**Saved entries**
---

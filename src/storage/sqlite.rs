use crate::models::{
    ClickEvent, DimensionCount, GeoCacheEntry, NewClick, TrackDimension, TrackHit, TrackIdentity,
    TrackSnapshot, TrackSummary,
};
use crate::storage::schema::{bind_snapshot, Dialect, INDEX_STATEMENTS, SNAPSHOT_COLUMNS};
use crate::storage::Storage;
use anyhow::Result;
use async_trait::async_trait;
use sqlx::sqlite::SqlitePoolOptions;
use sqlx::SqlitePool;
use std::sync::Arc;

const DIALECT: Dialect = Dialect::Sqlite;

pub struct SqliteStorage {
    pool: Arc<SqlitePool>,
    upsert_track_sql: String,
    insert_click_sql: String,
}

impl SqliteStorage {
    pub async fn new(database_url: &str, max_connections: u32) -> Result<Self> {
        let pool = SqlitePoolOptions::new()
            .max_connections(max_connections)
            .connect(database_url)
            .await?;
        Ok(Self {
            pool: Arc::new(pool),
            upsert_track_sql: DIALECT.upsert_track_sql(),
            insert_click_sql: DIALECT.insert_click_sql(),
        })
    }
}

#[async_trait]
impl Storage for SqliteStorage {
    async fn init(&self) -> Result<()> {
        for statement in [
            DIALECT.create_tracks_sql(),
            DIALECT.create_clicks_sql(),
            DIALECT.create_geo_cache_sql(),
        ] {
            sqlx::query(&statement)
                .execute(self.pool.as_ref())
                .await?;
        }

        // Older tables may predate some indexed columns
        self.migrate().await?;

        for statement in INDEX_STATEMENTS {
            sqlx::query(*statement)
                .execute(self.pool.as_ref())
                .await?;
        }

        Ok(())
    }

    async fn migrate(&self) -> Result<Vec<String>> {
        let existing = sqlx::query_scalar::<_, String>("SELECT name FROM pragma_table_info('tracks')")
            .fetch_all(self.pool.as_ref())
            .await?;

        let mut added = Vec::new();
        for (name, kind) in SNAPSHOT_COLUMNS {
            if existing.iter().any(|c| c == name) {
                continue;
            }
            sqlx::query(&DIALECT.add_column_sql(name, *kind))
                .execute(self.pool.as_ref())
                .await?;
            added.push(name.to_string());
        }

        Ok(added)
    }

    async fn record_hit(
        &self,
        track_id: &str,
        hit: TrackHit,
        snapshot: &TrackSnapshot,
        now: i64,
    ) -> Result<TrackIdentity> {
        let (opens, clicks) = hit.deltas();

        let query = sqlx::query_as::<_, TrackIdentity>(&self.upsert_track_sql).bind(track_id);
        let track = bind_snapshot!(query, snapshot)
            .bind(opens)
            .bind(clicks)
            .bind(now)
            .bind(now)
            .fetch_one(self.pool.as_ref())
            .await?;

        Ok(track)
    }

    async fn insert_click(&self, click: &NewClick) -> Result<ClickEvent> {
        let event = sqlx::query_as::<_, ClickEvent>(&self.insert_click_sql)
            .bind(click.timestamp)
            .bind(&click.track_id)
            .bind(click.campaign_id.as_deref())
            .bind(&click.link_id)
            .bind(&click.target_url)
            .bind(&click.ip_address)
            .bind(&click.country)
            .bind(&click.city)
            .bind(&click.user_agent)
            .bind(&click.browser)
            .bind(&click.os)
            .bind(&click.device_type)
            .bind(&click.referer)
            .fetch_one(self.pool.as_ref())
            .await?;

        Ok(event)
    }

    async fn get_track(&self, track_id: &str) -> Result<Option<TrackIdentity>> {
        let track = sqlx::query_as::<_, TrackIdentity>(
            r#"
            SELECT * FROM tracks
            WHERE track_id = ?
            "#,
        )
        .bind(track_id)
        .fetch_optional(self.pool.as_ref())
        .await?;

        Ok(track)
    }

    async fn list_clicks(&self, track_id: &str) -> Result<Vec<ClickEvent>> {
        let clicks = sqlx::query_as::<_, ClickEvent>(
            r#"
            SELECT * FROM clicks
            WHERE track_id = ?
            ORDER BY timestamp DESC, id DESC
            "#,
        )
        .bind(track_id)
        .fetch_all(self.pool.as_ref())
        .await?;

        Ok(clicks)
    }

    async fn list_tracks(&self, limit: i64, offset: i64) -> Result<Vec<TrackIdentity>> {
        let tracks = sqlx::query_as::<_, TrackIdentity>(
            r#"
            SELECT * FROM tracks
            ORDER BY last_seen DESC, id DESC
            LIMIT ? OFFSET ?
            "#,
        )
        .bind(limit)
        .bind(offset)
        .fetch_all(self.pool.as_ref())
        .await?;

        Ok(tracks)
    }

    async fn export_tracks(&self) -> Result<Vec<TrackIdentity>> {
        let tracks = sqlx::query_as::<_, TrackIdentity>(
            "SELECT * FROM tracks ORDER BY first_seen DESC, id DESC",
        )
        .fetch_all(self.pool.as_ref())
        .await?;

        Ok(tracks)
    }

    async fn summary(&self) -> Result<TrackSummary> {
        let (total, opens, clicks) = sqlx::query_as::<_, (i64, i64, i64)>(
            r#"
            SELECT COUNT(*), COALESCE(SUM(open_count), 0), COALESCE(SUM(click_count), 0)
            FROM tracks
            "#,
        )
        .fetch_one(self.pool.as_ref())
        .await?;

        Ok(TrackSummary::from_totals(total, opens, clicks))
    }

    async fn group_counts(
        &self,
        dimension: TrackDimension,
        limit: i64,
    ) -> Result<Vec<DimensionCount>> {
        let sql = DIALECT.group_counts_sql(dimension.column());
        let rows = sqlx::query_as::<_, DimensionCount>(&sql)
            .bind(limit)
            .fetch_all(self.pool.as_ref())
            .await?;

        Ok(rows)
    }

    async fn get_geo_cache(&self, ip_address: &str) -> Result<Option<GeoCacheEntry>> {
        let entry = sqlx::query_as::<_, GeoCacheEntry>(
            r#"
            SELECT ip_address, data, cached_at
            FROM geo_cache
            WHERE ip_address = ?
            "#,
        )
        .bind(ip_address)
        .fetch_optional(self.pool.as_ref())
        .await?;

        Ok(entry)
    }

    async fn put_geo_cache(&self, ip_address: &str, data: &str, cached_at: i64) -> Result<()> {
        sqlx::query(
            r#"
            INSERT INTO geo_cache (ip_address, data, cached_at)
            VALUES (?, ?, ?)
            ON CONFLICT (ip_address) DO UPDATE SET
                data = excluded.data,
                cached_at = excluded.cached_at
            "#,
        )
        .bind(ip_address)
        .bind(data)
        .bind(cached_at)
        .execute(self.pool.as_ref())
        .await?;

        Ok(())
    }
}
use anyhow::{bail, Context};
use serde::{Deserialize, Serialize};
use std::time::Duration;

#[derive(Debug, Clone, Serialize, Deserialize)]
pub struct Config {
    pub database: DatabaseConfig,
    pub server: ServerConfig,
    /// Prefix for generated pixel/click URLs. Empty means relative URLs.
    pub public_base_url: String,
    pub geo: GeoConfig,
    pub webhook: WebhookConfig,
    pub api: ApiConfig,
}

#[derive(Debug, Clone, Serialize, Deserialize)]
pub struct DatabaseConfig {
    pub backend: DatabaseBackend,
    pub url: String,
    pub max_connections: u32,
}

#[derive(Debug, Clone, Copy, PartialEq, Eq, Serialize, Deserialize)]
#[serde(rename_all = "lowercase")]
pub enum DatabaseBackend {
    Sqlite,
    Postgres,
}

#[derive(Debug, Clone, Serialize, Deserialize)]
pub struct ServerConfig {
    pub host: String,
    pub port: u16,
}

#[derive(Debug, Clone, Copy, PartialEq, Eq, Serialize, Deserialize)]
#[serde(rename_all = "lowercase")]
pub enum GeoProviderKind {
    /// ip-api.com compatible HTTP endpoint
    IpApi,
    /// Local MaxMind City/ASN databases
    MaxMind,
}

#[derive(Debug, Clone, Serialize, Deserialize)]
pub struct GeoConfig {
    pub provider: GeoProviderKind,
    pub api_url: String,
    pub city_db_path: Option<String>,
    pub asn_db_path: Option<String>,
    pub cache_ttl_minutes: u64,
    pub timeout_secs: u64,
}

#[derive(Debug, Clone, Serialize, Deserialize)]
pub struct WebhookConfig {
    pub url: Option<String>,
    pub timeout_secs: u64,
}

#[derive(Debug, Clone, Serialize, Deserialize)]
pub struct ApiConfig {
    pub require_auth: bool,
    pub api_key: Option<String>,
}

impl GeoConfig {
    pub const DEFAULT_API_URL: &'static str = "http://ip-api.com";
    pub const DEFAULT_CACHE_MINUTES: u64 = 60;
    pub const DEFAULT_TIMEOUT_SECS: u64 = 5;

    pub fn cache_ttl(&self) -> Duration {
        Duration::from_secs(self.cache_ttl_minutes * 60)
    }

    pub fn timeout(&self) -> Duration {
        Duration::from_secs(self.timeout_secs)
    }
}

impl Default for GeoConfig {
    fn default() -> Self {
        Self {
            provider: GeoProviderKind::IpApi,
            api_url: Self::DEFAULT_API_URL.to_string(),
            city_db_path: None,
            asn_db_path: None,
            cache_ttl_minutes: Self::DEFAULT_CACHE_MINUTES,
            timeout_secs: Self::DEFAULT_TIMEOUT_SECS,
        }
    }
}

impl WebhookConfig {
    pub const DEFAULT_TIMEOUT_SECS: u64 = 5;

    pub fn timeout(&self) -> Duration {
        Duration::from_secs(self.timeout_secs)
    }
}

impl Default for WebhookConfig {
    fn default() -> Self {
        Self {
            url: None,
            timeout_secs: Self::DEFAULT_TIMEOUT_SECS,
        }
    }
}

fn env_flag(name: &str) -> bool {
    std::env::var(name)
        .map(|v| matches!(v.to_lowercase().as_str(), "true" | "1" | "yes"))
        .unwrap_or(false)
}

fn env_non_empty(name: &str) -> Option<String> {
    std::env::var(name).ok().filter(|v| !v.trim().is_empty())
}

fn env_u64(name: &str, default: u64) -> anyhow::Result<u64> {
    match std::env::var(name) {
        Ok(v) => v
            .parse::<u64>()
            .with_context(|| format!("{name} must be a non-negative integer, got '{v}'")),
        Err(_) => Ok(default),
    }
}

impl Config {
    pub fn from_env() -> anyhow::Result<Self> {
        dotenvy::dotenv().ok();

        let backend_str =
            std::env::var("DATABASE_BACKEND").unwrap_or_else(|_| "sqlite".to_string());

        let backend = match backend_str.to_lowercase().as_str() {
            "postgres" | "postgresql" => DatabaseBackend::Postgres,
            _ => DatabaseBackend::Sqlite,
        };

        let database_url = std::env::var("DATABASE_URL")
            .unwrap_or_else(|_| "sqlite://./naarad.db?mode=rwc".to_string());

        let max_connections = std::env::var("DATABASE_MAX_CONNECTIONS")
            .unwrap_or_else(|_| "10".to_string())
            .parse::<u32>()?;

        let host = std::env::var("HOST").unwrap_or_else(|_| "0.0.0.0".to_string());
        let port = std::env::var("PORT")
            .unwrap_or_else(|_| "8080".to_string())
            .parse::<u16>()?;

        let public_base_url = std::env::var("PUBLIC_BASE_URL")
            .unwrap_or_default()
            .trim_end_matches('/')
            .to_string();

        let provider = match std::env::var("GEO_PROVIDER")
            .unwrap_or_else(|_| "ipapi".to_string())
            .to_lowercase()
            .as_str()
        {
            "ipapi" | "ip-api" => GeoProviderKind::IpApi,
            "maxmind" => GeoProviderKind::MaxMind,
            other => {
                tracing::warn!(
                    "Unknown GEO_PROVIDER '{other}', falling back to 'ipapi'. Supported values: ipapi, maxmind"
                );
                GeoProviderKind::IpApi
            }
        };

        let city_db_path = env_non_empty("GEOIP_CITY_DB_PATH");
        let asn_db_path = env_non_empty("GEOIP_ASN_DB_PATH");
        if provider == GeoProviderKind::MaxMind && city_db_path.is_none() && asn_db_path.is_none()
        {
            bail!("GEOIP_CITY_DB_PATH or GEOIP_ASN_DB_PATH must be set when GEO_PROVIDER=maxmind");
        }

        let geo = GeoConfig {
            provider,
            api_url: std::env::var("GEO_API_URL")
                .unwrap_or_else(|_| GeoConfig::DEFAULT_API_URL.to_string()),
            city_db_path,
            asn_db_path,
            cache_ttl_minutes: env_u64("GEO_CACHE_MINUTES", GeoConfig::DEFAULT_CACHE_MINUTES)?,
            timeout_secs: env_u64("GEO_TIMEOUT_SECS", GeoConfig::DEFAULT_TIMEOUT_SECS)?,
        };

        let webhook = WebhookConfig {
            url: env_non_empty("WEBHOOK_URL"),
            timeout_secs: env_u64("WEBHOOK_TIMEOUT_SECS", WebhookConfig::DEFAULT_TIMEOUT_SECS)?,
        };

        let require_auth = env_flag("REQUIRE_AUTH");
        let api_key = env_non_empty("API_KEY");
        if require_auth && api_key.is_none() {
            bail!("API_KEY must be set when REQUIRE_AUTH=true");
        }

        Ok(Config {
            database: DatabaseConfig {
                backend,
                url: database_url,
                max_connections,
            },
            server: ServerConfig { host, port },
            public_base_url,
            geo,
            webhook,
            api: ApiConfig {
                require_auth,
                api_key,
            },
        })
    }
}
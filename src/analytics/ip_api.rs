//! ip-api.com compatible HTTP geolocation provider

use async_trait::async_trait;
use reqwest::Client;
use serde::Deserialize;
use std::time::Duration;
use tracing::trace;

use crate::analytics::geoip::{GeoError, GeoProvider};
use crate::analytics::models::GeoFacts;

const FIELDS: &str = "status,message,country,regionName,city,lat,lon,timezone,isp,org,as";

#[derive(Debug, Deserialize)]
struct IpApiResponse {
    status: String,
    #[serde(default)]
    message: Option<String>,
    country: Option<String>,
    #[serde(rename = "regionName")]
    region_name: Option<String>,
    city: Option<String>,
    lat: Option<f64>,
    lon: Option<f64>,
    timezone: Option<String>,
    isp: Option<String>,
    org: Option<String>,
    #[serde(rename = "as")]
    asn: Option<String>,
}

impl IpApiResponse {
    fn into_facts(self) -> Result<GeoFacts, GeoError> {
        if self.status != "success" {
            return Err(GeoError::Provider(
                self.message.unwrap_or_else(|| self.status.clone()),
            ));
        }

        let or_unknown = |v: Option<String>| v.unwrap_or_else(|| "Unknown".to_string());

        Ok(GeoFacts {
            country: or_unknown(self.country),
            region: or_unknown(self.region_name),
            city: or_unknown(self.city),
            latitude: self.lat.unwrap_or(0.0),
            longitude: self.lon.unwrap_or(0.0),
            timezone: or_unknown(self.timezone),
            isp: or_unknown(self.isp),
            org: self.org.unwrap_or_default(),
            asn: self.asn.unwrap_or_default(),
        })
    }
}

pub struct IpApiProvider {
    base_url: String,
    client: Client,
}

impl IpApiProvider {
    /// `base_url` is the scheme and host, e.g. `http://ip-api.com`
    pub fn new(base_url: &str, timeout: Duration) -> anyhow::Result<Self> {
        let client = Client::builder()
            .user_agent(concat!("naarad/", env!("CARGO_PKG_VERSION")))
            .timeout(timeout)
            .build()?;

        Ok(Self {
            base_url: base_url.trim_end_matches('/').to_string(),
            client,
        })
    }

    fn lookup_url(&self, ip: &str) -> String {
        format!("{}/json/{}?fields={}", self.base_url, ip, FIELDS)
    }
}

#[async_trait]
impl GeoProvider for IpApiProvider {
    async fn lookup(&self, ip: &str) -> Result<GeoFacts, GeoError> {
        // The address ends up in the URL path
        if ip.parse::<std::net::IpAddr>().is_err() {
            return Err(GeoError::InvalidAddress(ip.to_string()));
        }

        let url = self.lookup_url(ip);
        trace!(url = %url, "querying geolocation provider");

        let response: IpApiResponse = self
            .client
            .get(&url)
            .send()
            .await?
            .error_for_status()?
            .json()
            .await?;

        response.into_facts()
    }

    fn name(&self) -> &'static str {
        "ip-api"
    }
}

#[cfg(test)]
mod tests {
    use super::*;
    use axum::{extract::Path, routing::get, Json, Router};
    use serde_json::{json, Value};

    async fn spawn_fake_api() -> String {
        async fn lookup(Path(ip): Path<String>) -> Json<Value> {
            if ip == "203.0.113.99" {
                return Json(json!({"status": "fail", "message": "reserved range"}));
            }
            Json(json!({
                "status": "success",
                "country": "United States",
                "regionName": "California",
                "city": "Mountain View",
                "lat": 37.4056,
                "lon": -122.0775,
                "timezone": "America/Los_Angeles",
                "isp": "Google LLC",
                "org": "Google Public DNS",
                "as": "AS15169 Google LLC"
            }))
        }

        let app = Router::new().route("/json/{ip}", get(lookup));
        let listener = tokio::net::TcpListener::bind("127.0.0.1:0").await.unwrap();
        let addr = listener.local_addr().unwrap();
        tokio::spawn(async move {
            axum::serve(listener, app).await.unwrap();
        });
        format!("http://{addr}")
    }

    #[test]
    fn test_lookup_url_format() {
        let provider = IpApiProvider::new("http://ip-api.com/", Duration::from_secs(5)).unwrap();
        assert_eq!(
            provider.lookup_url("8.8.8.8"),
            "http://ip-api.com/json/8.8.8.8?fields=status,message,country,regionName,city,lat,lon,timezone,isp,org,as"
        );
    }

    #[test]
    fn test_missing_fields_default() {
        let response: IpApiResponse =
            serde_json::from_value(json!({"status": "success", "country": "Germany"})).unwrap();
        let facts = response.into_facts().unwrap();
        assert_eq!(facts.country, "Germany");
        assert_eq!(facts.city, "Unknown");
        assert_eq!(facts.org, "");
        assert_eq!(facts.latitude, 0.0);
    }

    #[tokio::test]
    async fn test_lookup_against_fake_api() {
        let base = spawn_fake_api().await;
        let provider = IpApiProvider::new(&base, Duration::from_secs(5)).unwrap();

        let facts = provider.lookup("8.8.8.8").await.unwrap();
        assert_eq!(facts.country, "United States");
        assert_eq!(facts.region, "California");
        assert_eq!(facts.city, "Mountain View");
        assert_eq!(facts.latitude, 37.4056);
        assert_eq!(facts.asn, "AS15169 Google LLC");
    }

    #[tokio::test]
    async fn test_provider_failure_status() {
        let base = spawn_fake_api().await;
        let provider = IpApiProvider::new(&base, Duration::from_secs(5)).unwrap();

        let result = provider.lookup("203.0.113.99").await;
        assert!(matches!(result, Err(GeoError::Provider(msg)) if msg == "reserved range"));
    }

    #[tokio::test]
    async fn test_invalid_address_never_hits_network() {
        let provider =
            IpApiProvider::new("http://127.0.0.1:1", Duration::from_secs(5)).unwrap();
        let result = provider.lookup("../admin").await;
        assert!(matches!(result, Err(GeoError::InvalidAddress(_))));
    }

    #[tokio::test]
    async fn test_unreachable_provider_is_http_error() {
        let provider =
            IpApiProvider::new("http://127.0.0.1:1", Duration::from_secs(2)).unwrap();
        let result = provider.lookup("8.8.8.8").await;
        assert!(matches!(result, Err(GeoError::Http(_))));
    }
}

---

**Exercise brief**
Word for word, repeat the data from its first line through the line with "pub struct SqliteStorage", including both of those lines and no others.

**Response to the task**
filename src/storage/sqlite.rs
use crate::models::{
    ClickEvent, DimensionCount, GeoCacheEntry, NewClick, TrackDimension, TrackHit, TrackIdentity,
    TrackSnapshot, TrackSummary,
};
use crate::storage::schema::{bind_snapshot, Dialect, INDEX_STATEMENTS, SNAPSHOT_COLUMNS};
use crate::storage::Storage;
use anyhow::Result;
use async_trait::async_trait;
use sqlx::sqlite::SqlitePoolOptions;
use sqlx::SqlitePool;
use std::sync::Arc;

const DIALECT: Dialect = Dialect::Sqlite;

pub struct SqliteStorage {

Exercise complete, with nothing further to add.